TASK MATERIAL START
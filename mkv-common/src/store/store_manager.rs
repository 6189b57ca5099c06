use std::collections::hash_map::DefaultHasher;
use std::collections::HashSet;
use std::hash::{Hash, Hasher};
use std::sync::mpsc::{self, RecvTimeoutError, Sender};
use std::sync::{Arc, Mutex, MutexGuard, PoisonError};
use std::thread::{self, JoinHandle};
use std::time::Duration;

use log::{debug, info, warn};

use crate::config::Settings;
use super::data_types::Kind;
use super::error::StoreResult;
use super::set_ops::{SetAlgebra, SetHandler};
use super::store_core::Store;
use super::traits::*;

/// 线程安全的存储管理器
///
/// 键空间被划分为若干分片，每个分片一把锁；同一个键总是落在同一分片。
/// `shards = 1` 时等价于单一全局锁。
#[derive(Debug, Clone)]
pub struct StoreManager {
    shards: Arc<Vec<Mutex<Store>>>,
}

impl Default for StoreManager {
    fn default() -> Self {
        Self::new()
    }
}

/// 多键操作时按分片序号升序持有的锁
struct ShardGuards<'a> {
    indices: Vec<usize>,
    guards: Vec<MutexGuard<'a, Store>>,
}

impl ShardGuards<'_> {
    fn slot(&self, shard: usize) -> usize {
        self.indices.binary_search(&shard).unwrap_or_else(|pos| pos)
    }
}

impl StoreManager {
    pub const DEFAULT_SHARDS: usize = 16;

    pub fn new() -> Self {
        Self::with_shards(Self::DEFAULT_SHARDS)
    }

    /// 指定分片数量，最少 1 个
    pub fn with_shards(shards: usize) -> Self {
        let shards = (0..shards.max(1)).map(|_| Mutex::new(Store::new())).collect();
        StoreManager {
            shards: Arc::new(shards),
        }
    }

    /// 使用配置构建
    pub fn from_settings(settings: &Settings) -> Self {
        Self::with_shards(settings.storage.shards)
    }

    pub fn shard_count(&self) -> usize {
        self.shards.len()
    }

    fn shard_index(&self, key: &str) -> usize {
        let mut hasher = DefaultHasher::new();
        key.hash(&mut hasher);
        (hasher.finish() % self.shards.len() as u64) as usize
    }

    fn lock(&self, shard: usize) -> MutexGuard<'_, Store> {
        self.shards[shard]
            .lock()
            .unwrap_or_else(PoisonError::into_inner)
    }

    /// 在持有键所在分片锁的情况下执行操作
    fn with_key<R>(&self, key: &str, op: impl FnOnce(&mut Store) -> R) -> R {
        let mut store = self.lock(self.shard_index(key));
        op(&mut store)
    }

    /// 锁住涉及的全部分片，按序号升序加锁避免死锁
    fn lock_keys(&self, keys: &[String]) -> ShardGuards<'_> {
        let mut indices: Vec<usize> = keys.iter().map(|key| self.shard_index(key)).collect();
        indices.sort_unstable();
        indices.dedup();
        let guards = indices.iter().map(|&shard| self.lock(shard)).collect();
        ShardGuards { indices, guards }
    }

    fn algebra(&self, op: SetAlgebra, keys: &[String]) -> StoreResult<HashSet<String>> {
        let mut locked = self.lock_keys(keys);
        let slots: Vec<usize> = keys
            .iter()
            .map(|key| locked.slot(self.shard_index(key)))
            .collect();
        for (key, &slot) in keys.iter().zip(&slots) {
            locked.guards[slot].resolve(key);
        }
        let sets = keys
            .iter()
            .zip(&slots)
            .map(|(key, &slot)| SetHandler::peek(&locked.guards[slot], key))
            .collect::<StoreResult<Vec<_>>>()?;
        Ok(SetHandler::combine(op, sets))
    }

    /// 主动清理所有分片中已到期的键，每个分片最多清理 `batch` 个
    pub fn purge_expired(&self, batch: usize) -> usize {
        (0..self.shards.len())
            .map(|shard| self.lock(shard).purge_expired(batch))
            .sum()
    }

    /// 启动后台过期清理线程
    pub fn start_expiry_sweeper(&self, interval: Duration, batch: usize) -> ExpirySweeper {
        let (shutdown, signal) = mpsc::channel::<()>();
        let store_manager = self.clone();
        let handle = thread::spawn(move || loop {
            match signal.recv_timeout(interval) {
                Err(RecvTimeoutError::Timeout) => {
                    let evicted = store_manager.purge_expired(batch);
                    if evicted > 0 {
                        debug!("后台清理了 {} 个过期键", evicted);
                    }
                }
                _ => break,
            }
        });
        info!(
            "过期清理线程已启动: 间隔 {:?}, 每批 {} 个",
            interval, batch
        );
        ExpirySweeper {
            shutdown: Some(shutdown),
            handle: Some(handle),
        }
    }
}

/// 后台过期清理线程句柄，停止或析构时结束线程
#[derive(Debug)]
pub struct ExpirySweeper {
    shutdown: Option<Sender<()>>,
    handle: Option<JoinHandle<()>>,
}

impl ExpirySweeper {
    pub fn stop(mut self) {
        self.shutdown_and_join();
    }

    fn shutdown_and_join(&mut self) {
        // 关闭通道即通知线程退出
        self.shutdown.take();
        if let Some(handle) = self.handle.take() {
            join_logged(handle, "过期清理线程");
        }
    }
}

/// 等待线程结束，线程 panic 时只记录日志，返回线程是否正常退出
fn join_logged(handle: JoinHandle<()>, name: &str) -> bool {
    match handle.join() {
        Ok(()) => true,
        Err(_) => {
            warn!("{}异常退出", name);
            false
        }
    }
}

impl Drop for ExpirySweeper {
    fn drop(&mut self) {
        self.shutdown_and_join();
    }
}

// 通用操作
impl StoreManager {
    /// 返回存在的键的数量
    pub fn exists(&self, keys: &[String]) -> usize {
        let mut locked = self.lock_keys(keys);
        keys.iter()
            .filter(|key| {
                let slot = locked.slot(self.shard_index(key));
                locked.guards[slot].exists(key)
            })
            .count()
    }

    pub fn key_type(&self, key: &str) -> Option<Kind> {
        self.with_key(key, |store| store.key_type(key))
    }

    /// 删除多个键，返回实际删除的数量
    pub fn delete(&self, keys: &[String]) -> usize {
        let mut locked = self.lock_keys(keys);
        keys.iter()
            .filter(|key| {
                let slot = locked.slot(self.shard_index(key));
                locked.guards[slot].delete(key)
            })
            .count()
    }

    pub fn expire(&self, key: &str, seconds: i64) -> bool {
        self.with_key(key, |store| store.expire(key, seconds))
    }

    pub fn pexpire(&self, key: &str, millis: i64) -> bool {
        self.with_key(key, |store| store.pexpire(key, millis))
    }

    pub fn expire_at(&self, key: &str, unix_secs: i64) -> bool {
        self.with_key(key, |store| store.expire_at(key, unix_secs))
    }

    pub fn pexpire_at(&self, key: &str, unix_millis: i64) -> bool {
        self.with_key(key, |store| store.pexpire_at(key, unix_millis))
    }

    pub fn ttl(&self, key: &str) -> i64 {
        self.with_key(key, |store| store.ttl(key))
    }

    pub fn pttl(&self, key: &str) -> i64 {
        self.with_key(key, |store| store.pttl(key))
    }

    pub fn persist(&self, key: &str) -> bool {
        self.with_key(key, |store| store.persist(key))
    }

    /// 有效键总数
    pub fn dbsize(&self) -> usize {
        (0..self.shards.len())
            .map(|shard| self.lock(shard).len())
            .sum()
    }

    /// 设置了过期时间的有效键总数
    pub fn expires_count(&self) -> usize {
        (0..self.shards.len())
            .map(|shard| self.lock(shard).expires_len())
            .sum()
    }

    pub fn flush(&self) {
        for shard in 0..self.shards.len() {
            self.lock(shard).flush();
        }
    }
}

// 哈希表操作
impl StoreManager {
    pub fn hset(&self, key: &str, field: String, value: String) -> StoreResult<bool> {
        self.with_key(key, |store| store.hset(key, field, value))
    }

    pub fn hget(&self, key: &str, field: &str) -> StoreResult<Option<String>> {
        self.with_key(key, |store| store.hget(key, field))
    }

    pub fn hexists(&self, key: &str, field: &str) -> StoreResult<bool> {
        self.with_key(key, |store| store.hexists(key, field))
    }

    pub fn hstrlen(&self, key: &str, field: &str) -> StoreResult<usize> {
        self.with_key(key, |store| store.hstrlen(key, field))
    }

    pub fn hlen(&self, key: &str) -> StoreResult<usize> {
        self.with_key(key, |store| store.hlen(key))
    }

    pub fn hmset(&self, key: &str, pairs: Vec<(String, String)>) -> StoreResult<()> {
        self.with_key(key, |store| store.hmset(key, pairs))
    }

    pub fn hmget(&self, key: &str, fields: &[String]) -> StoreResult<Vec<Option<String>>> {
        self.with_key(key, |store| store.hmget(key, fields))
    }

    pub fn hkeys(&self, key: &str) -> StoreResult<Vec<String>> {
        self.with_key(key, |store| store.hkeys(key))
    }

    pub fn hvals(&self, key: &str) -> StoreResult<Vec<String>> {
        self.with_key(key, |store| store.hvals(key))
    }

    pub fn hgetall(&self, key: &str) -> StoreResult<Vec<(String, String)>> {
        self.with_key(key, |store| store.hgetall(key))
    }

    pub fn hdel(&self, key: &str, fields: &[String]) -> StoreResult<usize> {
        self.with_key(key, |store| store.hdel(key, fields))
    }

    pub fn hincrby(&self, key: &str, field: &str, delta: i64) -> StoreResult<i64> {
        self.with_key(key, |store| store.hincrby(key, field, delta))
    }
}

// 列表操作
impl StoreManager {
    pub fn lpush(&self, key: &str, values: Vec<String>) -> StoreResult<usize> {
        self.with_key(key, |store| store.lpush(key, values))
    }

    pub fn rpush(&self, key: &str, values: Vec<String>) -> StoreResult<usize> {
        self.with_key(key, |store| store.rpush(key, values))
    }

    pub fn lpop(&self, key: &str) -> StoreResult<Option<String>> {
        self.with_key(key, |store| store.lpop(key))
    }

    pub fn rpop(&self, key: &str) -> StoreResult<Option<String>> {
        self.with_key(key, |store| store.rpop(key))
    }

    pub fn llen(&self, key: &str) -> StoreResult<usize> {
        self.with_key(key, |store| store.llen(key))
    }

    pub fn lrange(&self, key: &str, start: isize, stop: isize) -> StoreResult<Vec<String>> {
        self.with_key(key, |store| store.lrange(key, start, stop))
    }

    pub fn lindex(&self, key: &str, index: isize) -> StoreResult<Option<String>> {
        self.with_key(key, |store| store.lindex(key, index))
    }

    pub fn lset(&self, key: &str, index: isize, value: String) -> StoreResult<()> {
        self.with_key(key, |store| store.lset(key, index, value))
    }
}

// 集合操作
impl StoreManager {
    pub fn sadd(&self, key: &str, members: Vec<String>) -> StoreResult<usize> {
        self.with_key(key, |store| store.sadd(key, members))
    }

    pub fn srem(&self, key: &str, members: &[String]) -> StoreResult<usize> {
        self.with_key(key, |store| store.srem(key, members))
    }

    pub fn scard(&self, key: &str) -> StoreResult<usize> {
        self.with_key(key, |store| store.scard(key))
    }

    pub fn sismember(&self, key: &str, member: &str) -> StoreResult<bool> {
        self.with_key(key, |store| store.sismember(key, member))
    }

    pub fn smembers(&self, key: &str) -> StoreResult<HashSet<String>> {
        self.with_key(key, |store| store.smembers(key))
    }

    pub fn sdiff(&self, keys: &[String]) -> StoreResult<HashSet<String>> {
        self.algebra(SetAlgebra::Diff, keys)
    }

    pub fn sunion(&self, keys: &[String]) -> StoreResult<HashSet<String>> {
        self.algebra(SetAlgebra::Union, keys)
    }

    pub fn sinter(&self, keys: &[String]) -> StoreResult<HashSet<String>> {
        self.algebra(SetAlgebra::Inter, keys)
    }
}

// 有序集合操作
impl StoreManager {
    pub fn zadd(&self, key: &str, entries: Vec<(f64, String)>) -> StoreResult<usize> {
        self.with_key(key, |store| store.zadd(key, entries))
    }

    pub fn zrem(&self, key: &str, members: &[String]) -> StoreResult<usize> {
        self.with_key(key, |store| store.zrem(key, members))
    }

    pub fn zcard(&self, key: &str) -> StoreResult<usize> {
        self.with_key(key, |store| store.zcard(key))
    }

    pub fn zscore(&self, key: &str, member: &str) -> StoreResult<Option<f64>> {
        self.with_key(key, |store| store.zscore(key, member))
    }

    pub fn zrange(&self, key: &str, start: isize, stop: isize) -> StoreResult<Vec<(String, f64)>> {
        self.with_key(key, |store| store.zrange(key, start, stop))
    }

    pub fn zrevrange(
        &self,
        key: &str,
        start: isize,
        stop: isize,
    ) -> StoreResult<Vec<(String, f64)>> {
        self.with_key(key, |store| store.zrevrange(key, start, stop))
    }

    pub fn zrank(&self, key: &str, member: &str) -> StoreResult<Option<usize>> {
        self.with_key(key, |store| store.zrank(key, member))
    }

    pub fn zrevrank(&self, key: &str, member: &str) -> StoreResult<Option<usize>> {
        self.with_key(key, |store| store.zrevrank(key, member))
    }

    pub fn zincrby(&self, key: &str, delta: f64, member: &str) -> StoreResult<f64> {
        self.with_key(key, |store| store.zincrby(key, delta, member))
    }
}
TASK MATERIAL END
TASK MATERIAL START
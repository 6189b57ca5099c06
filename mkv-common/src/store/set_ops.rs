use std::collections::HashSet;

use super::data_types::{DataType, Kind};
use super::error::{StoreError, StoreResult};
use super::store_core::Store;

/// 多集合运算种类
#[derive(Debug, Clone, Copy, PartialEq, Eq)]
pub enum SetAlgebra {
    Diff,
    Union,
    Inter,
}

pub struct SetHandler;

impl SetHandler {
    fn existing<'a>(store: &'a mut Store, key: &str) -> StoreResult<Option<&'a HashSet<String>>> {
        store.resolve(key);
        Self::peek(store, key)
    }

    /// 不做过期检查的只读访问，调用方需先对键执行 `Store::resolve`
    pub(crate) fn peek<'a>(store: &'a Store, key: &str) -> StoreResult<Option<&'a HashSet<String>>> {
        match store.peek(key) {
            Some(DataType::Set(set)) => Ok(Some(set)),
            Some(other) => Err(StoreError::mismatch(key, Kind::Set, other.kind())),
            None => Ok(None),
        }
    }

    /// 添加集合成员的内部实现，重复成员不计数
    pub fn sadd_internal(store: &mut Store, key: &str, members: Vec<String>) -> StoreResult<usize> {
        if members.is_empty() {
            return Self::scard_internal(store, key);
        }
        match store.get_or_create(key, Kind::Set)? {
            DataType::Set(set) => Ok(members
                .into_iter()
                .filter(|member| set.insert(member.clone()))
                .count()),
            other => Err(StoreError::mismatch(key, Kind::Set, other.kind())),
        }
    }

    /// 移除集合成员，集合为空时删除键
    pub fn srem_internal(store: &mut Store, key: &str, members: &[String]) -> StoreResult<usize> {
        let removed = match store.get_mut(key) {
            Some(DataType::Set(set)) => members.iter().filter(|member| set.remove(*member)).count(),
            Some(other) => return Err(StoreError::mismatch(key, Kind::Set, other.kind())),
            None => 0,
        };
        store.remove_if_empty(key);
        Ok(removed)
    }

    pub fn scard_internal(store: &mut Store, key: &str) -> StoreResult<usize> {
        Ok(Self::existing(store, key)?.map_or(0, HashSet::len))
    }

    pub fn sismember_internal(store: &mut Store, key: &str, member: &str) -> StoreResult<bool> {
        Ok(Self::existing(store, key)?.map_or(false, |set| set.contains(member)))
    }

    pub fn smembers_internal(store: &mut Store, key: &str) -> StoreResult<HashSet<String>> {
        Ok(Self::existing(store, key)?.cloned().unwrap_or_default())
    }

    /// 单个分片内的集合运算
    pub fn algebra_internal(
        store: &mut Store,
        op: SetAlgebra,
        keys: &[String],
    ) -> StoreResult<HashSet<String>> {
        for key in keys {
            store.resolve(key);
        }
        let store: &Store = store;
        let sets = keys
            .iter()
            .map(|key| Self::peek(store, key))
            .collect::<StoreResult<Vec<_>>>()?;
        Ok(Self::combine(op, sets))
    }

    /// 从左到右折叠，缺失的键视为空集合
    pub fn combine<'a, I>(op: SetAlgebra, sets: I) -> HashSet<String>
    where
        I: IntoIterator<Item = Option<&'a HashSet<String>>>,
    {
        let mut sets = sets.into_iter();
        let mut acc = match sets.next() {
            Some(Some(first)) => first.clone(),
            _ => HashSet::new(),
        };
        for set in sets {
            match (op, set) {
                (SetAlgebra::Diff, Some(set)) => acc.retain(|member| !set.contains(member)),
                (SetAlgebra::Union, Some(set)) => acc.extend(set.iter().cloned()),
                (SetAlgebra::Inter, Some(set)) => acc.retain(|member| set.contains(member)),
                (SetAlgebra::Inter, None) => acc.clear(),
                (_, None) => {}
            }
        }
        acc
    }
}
TASK MATERIAL END
* _WORK ITEM_
Tell how many lines of the data above contain the word "peek", giving the number by itself.

* _ANSWER SECTION_
5